- Your task -
Please copy all of the records exactly, leaving nothing out.
** Data provided follows **
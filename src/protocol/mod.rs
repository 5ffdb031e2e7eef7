//! Line protocol between the host and its backend worker.
//!
//! Worker output is newline-delimited JSON; worker input is newline-terminated text
//! commands. This module stays transport-free so it can be exercised with synthetic
//! chunk boundaries.

mod command;
mod envelope;
mod line_buffer;

pub use command::{BuildEntry, Request, EXIT};
pub use envelope::{Envelope, HostEnvelope, ReadyHandshake};
pub use line_buffer::LineBuffer;
use serde::{Deserialize, Serialize};
use std::collections::BTreeMap;
use std::path::PathBuf;

/// Resolved host settings, built once from CLI arguments.
#[derive(Debug, Clone, Serialize, Deserialize)]
pub struct HostConfig {
    pub data_dir: PathBuf,
    pub builds_file: PathBuf,
    pub tree_cache_dir: PathBuf,
    pub worker: WorkerSpec,
    pub write_policy: WritePolicy,
    pub write_queue: usize,
    pub preload: bool,
}

/// How to launch the backend worker.
#[derive(Debug, Clone, Serialize, Deserialize)]
pub struct WorkerSpec {
    pub program: PathBuf,
    #[serde(default)]
    pub args: Vec<String>,
}

/// What happens to an outbound command when the worker's input can't take it right now.
#[derive(Debug, Clone, Copy, PartialEq, Eq, Serialize, Deserialize, clap::ValueEnum)]
#[serde(rename_all = "kebab-case")]
pub enum WritePolicy {
    /// Drop the command being submitted; nothing is queued or retried.
    DropNewest,
    /// Wait a bounded time for queue space, then drop as busy. Commands are still dropped
    /// once the input has closed.
    Wait,
}

/// Outcome of submitting a command to the worker.
#[derive(Debug, Clone, Copy, PartialEq, Eq)]
pub enum Delivery {
    Queued,
    Dropped(DropReason),
}

#[derive(Debug, Clone, Copy, PartialEq, Eq)]
pub enum DropReason {
    /// The write queue was full.
    Busy,
    /// The worker's input stream is closed.
    Unwritable,
}

#[derive(Debug, Clone, Copy, PartialEq, Eq, Serialize, Deserialize)]
#[serde(rename_all = "lowercase")]
pub enum ActivityStatus {
    Available,
    Completed,
}

impl ActivityStatus {
    pub fn toggled(self) -> Self {
        match self {
            ActivityStatus::Available => ActivityStatus::Completed,
            ActivityStatus::Completed => ActivityStatus::Available,
        }
    }
}

#[derive(Debug, Clone, Copy, PartialEq, Eq, Serialize, Deserialize)]
#[serde(rename_all = "lowercase")]
pub enum ResetCadence {
    Daily,
    Weekly,
}

#[derive(Debug, Clone, PartialEq, Eq, Serialize, Deserialize)]
pub struct Activity {
    pub status: ActivityStatus,
    pub reset: ResetCadence,
}

/// A tracked character as persisted in the roster file.
#[derive(Debug, Clone, PartialEq, Serialize, Deserialize)]
pub struct Character {
    pub name: String,
    // Either a number or "?" when unknown.
    pub level: serde_json::Value,
    pub realm: String,
    #[serde(default = "default_region")]
    pub region: String,
    #[serde(default)]
    pub portrait_url: Option<String>,
    #[serde(default = "default_activities")]
    pub activities: BTreeMap<String, Activity>,
    #[serde(default)]
    pub last_reset_check: Option<String>,
}

fn default_region() -> String {
    "eu".to_string()
}

/// Activities every new character starts with.
pub fn default_activities() -> BTreeMap<String, Activity> {
    [
        ("Raid", ResetCadence::Weekly),
        ("Mythic+", ResetCadence::Weekly),
        ("Expeditions", ResetCadence::Weekly),
        ("World Quests", ResetCadence::Daily),
    ]
    .into_iter()
    .map(|(name, reset)| {
        (
            name.to_string(),
            Activity {
                status: ActivityStatus::Available,
                reset,
            },
        )
    })
    .collect()
}

impl Character {
    /// Case-insensitive identity used to de-duplicate and look up characters.
    pub fn is(&self, name: &str, realm: &str) -> bool {
        self.name.eq_ignore_ascii_case(name) && self.realm.eq_ignore_ascii_case(realm)
    }
}
mod backend;
mod cli;
mod model;
mod orchestrator;
mod protocol;
mod storage;
mod worker;

use clap::Parser;

#[tokio::main]
async fn main() {
    let args = cli::Cli::parse();

    // Exit explicitly either way: the stdin reader sits on a blocking thread the
    // runtime would otherwise wait for during shutdown.
    match cli::run(args).await {
        Ok(()) => std::process::exit(0),
        Err(e) => {
            tracing::error!("{e:#}");
            std::process::exit(1);
        }
    }
}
** End of Data provided **
- Written response -
filename src/protocol/mod.rs
repository 5ffdb031e2e7eef7
//! Line protocol between the host and its backend worker.
//!
//! Worker output is newline-delimited JSON; worker input is newline-terminated text
//! commands. This module stays transport-free so it can be exercised with synthetic
//! chunk boundaries.

mod command;
mod envelope;
mod line_buffer;

pub use command::{BuildEntry, Request, EXIT};
pub use envelope::{Envelope, HostEnvelope, ReadyHandshake};
pub use line_buffer::LineBuffer;
use serde::{Deserialize, Serialize};
use std::collections::BTreeMap;
use std::path::PathBuf;

/// Resolved host settings, built once from CLI arguments.
#[derive(Debug, Clone, Serialize, Deserialize)]
pub struct HostConfig {
    pub data_dir: PathBuf,
    pub builds_file: PathBuf,
    pub tree_cache_dir: PathBuf,
    pub worker: WorkerSpec,
    pub write_policy: WritePolicy,
    pub write_queue: usize,
    pub preload: bool,
}

/// How to launch the backend worker.
#[derive(Debug, Clone, Serialize, Deserialize)]
pub struct WorkerSpec {
    pub program: PathBuf,
    #[serde(default)]
    pub args: Vec<String>,
}

/// What happens to an outbound command when the worker's input can't take it right now.
#[derive(Debug, Clone, Copy, PartialEq, Eq, Serialize, Deserialize, clap::ValueEnum)]
#[serde(rename_all = "kebab-case")]
pub enum WritePolicy {
    /// Drop the command being submitted; nothing is queued or retried.
    DropNewest,
    /// Wait a bounded time for queue space, then drop as busy. Commands are still dropped
    /// once the input has closed.
    Wait,
}

/// Outcome of submitting a command to the worker.
#[derive(Debug, Clone, Copy, PartialEq, Eq)]
pub enum Delivery {
    Queued,
    Dropped(DropReason),
}

#[derive(Debug, Clone, Copy, PartialEq, Eq)]
pub enum DropReason {
    /// The write queue was full.
    Busy,
    /// The worker's input stream is closed.
    Unwritable,
}

#[derive(Debug, Clone, Copy, PartialEq, Eq, Serialize, Deserialize)]
#[serde(rename_all = "lowercase")]
pub enum ActivityStatus {
    Available,
    Completed,
}

impl ActivityStatus {
    pub fn toggled(self) -> Self {
        match self {
            ActivityStatus::Available => ActivityStatus::Completed,
            ActivityStatus::Completed => ActivityStatus::Available,
        }
    }
}

#[derive(Debug, Clone, Copy, PartialEq, Eq, Serialize, Deserialize)]
#[serde(rename_all = "lowercase")]
pub enum ResetCadence {
    Daily,
    Weekly,
}

#[derive(Debug, Clone, PartialEq, Eq, Serialize, Deserialize)]
pub struct Activity {
    pub status: ActivityStatus,
    pub reset: ResetCadence,
}

/// A tracked character as persisted in the roster file.
#[derive(Debug, Clone, PartialEq, Serialize, Deserialize)]
pub struct Character {
    pub name: String,
    // Either a number or "?" when unknown.
    pub level: serde_json::Value,
    pub realm: String,
    #[serde(default = "default_region")]
    pub region: String,
    #[serde(default)]
    pub portrait_url: Option<String>,
    #[serde(default = "default_activities")]
    pub activities: BTreeMap<String, Activity>,
    #[serde(default)]
    pub last_reset_check: Option<String>,
}

fn default_region() -> String {
    "eu".to_string()
}

/// Activities every new character starts with.
pub fn default_activities() -> BTreeMap<String, Activity> {
    [
        ("Raid", ResetCadence::Weekly),
        ("Mythic+", ResetCadence::Weekly),
        ("Expeditions", ResetCadence::Weekly),
        ("World Quests", ResetCadence::Daily),
    ]
    .into_iter()
    .map(|(name, reset)| {
        (
            name.to_string(),
            Activity {
                status: ActivityStatus::Available,
                reset,
            },
        )
    })
    .collect()
}

impl Character {
    /// Case-insensitive identity used to de-duplicate and look up characters.
    pub fn is(&self, name: &str, realm: &str) -> bool {
        self.name.eq_ignore_ascii_case(name) && self.realm.eq_ignore_ascii_case(realm)
    }
}
mod backend;
mod cli;
mod model;
mod orchestrator;
mod protocol;
mod storage;
mod worker;

use clap::Parser;

#[tokio::main]
async fn main() {
    let args = cli::Cli::parse();

    // Exit explicitly either way: the stdin reader sits on a blocking thread the
    // runtime would otherwise wait for during shutdown.
    match cli::run(args).await {
        Ok(()) => std::process::exit(0),
        Err(e) => {
            tracing::error!("{e:#}");
            std::process::exit(1);
        }
    }
}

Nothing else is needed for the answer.